OQTF : la politique du chiffre

Alors qu’il quitte le ministère de l’Intérieur, c’est l’occasion de nous pencher sur le bilan de Bruno Retailleau à l’issue de son année à Beauvau. Un bilan qu’une certaine presse présente comme positif, en ce qu’il révèle une baisse du nombre de délivrances des visas, une baisse des naturalisations et une hausse des expulsions. Singulière conception du rôle d’un ministre de l’Intérieur, dont la sévérité à l’égard des étrangers constituerait le seul critère de réussite.

Reste le fameux taux d’effectivité des obligations de quitter le territoire français (OQTF), brandi comme preuve d’un laxisme administratif et judiciaire par nombre de politiques et d’éditorialistes émus de ce que l’application du droit se mette en travers de leur fantasme d’expulsions massives, lesquelles résoudraient d’un coup, selon eux, les questions de sécurité, d’emploi et de laïcité de notre pays. Ainsi de Bruno Retailleau, qui déclare le 11 juin dernier à l’Assemblée Nationale : « Derrière les statistiques, il y a des crimes commis par des étrangers qui n’avaient absolument rien à faire sur le sol français. S’il convient de ne pas les instrumentaliser, il est clair que notre capacité à éloigner les plus dangereux des étrangers en situation irrégulière est pour nous un enjeu fondamental. C’est ce dont témoigne notre politique relative aux CRA. » Alors que son successeur, ancien préfet de police, prend ses fonctions, un vœu à lui adresser : et si vos services prononçaient des OQTF fondées en droit comme en fait ? Pour le dire plus prosaïquement : et si vos services arrêtaient de prononcer des OQTF absurdes ?

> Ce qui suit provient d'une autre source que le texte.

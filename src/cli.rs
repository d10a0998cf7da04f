/// CLI argument definitions for the `gitwho` command.
///
/// Every analysis subcommand flattens [`CommonArgs`]; the date and period
/// arguments stay as text and are parsed by the command itself.
use std::path::PathBuf;

use clap::{Args, Parser, Subcommand};
use clap_complete::Shell;

use crate::config::{ConfigFile, Format};
use crate::{changes, timeseries};

/// Top-level CLI parser with a single subcommand selector.
#[derive(Parser)]
#[command(
    name = "gitwho",
    version,
    about = "Who wrote, changed and copied the code in a git repository"
)]
pub struct Cli {
    #[command(subcommand)]
    pub command: Commands,
}

/// Arguments shared by every analysis command.
#[derive(Args, Debug, Clone)]
pub struct CommonArgs {
    /// Repository to analyze (default: current directory)
    #[arg(long, default_value = ".")]
    pub repo: PathBuf,

    /// Branch to walk (default: main)
    #[arg(long)]
    pub branch: Option<String>,

    /// Only files whose path matches this regex
    #[arg(long)]
    pub files: Option<String>,

    /// Skip files whose path matches this regex
    #[arg(long)]
    pub files_not: Option<String>,

    /// Only authors whose name or email matches this regex
    #[arg(long)]
    pub authors: Option<String>,

    /// Skip authors whose name or email matches this regex
    #[arg(long)]
    pub authors_not: Option<String>,

    /// Output format
    #[arg(long, value_enum, default_value_t = Format::Full)]
    pub format: Format,

    /// Debug logging and an always-visible progress bar
    #[arg(short, long)]
    pub verbose: bool,

    /// Write span timings to this file
    #[arg(long)]
    pub profile_file: Option<PathBuf>,

    /// Persist results in this JSON file and reuse them on later runs
    #[arg(long)]
    pub cache_file: Option<PathBuf>,

    /// Seconds a cached result stays valid (default: two months)
    #[arg(long)]
    pub cache_ttl: Option<u64>,

    /// Settings file (default: .gitwho.toml in the repository, if present)
    #[arg(long)]
    pub config: Option<PathBuf>,
}

impl CommonArgs {
    /// Values given on the command line, to be laid over the config file.
    pub fn overrides(&self, min_dup_lines: Option<usize>) -> ConfigFile {
        ConfigFile {
            branch: self.branch.clone(),
            files: self.files.clone(),
            files_not: self.files_not.clone(),
            authors: self.authors.clone(),
            authors_not: self.authors_not.clone(),
            min_dup_lines,
            cache_file: self.cache_file.clone(),
            cache_ttl: self.cache_ttl,
            ..ConfigFile::default()
        }
    }
}

/// All available subcommands.
#[derive(Subcommand)]
pub enum Commands {
    /// Classify the lines changed between two dates
    #[command(long_about = "\
Classify every line changed by the commits between two dates.

Each line added or modified is one of:
  new       -- a line that did not exist before
  refactor  -- rewrites a line older than three weeks
  churn     -- rewrites a line younger than three weeks

Rewrites are split into own lines and lines written by someone else;
the original author of a rewritten line is credited as a helper
(refactor) or churn victim (churn).

Examples:
  gitwho changes                                # last 30 days
  gitwho changes --since \"2024-01-01\" --until \"2024-02-01\"
  gitwho changes --files \"^src/\" --format short")]
    Changes {
        #[command(flatten)]
        common: CommonArgs,

        /// Start of the range, as a date or relative text like "2 weeks ago"
        #[arg(long, default_value = changes::DEFAULT_SINCE)]
        since: String,

        /// End of the range
        #[arg(long, default_value = "now")]
        until: String,
    },

    /// Changes per period, as a table
    #[command(long_about = "\
Split a date range into consecutive periods and classify the changes of
each one. Prints one row per period with the difference to the previous
period and a total row.

Examples:
  gitwho changes-timeseries                          # last 90 days, monthly
  gitwho changes-timeseries --since \"1 year ago\" --period \"1 week\"")]
    ChangesTimeseries {
        #[command(flatten)]
        common: CommonArgs,

        /// Start of the first period
        #[arg(long, default_value = timeseries::CHANGES_SINCE)]
        since: String,

        /// End of the last period
        #[arg(long, default_value = "now")]
        until: String,

        /// Length of each period, like "30 days" or "2 weeks"
        #[arg(long, default_value = timeseries::CHANGES_PERIOD)]
        period: String,
    },

    /// Who owns the lines that exist at a point in time
    #[command(long_about = "\
Blame every file at the last commit before a date and report how many
surviving lines each author owns, how old they are, and how many of them
are duplicated elsewhere in the tree.

Examples:
  gitwho ownership                            # current head
  gitwho ownership --when \"6 months ago\"
  gitwho ownership --files \"\\.rs$\" --format json")]
    Ownership {
        #[command(flatten)]
        common: CommonArgs,

        /// Point in time to analyze
        #[arg(long, default_value = "now")]
        when: String,

        /// Minimum lines for a duplicated block (default: 4)
        #[arg(long)]
        min_dup_lines: Option<usize>,
    },

    /// Ownership sampled at the end of each period
    OwnershipTimeseries {
        #[command(flatten)]
        common: CommonArgs,

        /// Start of the first period
        #[arg(long, default_value = timeseries::OWNERSHIP_SINCE)]
        since: String,

        /// End of the last period
        #[arg(long, default_value = "now")]
        until: String,

        /// Length of each period
        #[arg(long, default_value = timeseries::OWNERSHIP_PERIOD)]
        period: String,

        /// Minimum lines for a duplicated block (default: 4)
        #[arg(long)]
        min_dup_lines: Option<usize>,
    },

    /// Duplicated blocks of lines at a point in time
    #[command(long_about = "\
List runs of identical lines found in more than one place at the last
commit before a date. Each group prints its first occurrence as
`path:start - end` followed by the places it was copied to.

Examples:
  gitwho duplicates
  gitwho duplicates --min-dup-lines 8 --format full")]
    Duplicates {
        #[command(flatten)]
        common: CommonArgs,

        /// Point in time to analyze
        #[arg(long, default_value = "now")]
        when: String,

        /// Minimum lines for a duplicated block (default: 4)
        #[arg(long)]
        min_dup_lines: Option<usize>,
    },

    /// Print shell completions to stdout
    Completions {
        /// Target shell
        shell: Shell,
    },
}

Puisse le cas de M.S. contribuer à une démystification de l’étranger dangereux maintenu envers et contre tous sur le territoire.
M.S. est de nationalité portugaise. Il a trente-cinq ans et réside en France depuis l’âge de neuf mois. Diplômé, il travaille régulièrement depuis quinze ans et est propriétaire de son logement. Sur son casier figure une condamnation vieille de dix ans à 500 € d’amende pour un délit routier. M.S. est placé en garde à vue pour des faits de nature criminelle. Au cours de cette garde à vue, les charges s’effondrent, et il est finalement condamné quarante-huit heures plus tard à une peine de six mois d’emprisonnement avec sursis. Il a donc commis un délit et en est déclaré coupable, mais le tribunal considère que cela ne saurait donner lieu à une sanction de privation de liberté. Ni à une interdiction du territoire d’ailleurs. Mais il ne va pas pour autant recouvrer la liberté puisque, pendant sa garde à vue, avant même qu’un magistrat se penche sur son cas, le préfet de l’Essonne prend une OQTF au nom de « la menace réelle, actuelle et suffisamment grave à l’encontre d’un intérêt fondamental de la société. » Sur sa situation, il est précisé « qu’il ne peut produire d’éléments prouvant ses dires » (nota bene : on rappellera aux préfectures qu’un gardé à vue ne peut produire quoi que ce soit au cours de la mesure, puisqu’il est privé de sa liberté et de l’accès à ses matériels informatiques et téléphoniques). Il est immédiatement placé en centre de rétention.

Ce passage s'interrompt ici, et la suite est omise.